> [What you are asked to do]
Scan the entries below for the word "characters" and copy every line where it turns up.

> [Material provided]

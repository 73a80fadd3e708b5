use std::collections::BTreeMap;
use std::fmt;

use serde::{Deserialize, Serialize};

pub const TITLE_MIN_CHARS: usize = 3;
pub const TITLE_MAX_CHARS: usize = 255;
pub const CONTENT_MIN_CHARS: usize = 10;

/// Field name -> messages, in a stable order so responses are deterministic.
#[derive(Debug, Clone, Default, PartialEq, Eq, Serialize, Deserialize)]
#[serde(transparent)]
pub struct ValidationErrors {
    fields: BTreeMap<String, Vec<String>>,
}

impl ValidationErrors {
    pub fn new() -> Self {
        Self::default()
    }

    pub fn add(&mut self, field: &str, message: impl Into<String>) {
        self.fields
            .entry(field.to_string())
            .or_default()
            .push(message.into());
    }

    pub fn is_empty(&self) -> bool {
        self.fields.is_empty()
    }

    pub fn has(&self, field: &str) -> bool {
        self.fields.contains_key(field)
    }

    pub fn get(&self, field: &str) -> &[String] {
        self.fields.get(field).map(Vec::as_slice).unwrap_or(&[])
    }

    pub fn into_result(self) -> Result<(), ValidationErrors> {
        if self.is_empty() { Ok(()) } else { Err(self) }
    }

    // -- Rules --

    /// Returns false (and records an error) when the value is blank.
    pub fn require(&mut self, field: &str, value: &str) -> bool {
        if value.trim().is_empty() {
            self.add(field, format!("The {} field is required.", field));
            return false;
        }
        true
    }

    pub fn min_chars(&mut self, field: &str, value: &str, min: usize) {
        if value.chars().count() < min {
            self.add(field, format!("The {} field must be at least {} characters.", field, min));
        }
    }

    pub fn max_chars(&mut self, field: &str, value: &str, max: usize) {
        if value.chars().count() > max {
            self.add(
                field,
                format!("The {} field must not be greater than {} characters.", field, max),
            );
        }
    }

    pub fn email(&mut self, field: &str, value: &str) {
        if !looks_like_email(value) {
            self.add(field, format!("The {} field must be a valid email address.", field));
        }
    }
}

impl fmt::Display for ValidationErrors {
    fn fmt(&self, f: &mut fmt::Formatter<'_>) -> fmt::Result {
        let messages: Vec<&str> = self
            .fields
            .values()
            .flat_map(|messages| messages.iter().map(String::as_str))
            .collect();
        write!(f, "validation failed: {}", messages.join(" "))
    }
}

impl std::error::Error for ValidationErrors {}

fn looks_like_email(value: &str) -> bool {
    if value.chars().any(char::is_whitespace) {
        return false;
    }
    match value.split_once('@') {
        Some((local, domain)) => {
            !local.is_empty()
                && !domain.is_empty()
                && !domain.contains('@')
                && !domain.starts_with('.')
                && !domain.ends_with('.')
        }
        None => false,
    }
}

/// Fields a user submits when creating or editing a note.
#[derive(Debug, Clone, Default, PartialEq, Eq, Serialize, Deserialize)]
#[serde(deny_unknown_fields)]
pub struct NoteInput {
    pub title: String,
    pub content: String,
    #[serde(default)]
    pub is_important: bool,
}

impl NoteInput {
    /// Trims surrounding whitespace and checks the length rules: title 3 to
    /// 255 characters, content at least 10.
    pub fn validated(self) -> Result<NoteInput, ValidationErrors> {
        let input = NoteInput {
            title: self.title.trim().to_string(),
            content: self.content.trim().to_string(),
            is_important: self.is_important,
        };

        let mut errors = ValidationErrors::new();
        if errors.require("title", &input.title) {
            errors.min_chars("title", &input.title, TITLE_MIN_CHARS);
            errors.max_chars("title", &input.title, TITLE_MAX_CHARS);
        }
        if errors.require("content", &input.content) {
            errors.min_chars("content", &input.content, CONTENT_MIN_CHARS);
        }

        errors.into_result().map(|()| input)
    }
}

> [Solution for this task]
            self.add(field, format!("The {} field must be at least {} characters.", field, min));
                format!("The {} field must not be greater than {} characters.", field, max),
    /// 255 characters, content at least 10.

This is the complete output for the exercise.